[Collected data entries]
Segment Open

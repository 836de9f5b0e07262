use std::io::{Read, Write};

use crate::constants::{FSA_MAGIC, HEADER_SIZE};
use crate::fsa::FsaError;

/// The header shared by every automaton stream: a magic literal and a
/// version byte identifying the layout that follows.
#[derive(Debug, Clone, Copy, PartialEq, Eq)]
pub struct FsaHeader {
    version: u8,
}

#[allow(clippy::len_without_is_empty)]
impl FsaHeader {
    /// A header announcing the given layout version.
    pub fn new(version: u8) -> FsaHeader {
        FsaHeader { version }
    }

    /// Parse a header from the start of `buf`.
    ///
    /// A magic mismatch in the bytes that are present is reported as
    /// [`FsaError::MalformedHeader`], even if the buffer is also short.
    pub fn parse(buf: &[u8]) -> Result<FsaHeader, FsaError> {
        let present = buf.len().min(FSA_MAGIC.len());
        if buf[..present] != FSA_MAGIC[..present] {
            return Err(FsaError::MalformedHeader);
        }

        if buf.len() < HEADER_SIZE {
            return Err(FsaError::TruncatedStream);
        }

        Ok(FsaHeader {
            version: buf[FSA_MAGIC.len()],
        })
    }

    /// Read a header from a stream, consuming exactly its bytes.
    pub fn read<R: Read>(reader: &mut R) -> Result<FsaHeader, FsaError> {
        let mut buf = Vec::with_capacity(HEADER_SIZE);
        reader
            .by_ref()
            .take(HEADER_SIZE as u64)
            .read_to_end(&mut buf)
            .map_err(FsaError::Io)?;
        FsaHeader::parse(&buf)
    }

    /// Write this header.
    pub fn write<W: Write>(&self, writer: &mut W) -> std::io::Result<()> {
        writer.write_all(&FSA_MAGIC)?;
        writer.write_all(&[self.version])
    }

    /// The layout version.
    pub fn version(&self) -> u8 {
        self.version
    }

    /// Size of the header in bytes.
    pub fn len(&self) -> usize {
        HEADER_SIZE
    }
}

Segment Closed

- [Activity]: Search the data for the string "layout" and copy every line where it appears.

- [Answer area]:
/// version byte identifying the layout that follows.
    /// A header announcing the given layout version.
    /// The layout version.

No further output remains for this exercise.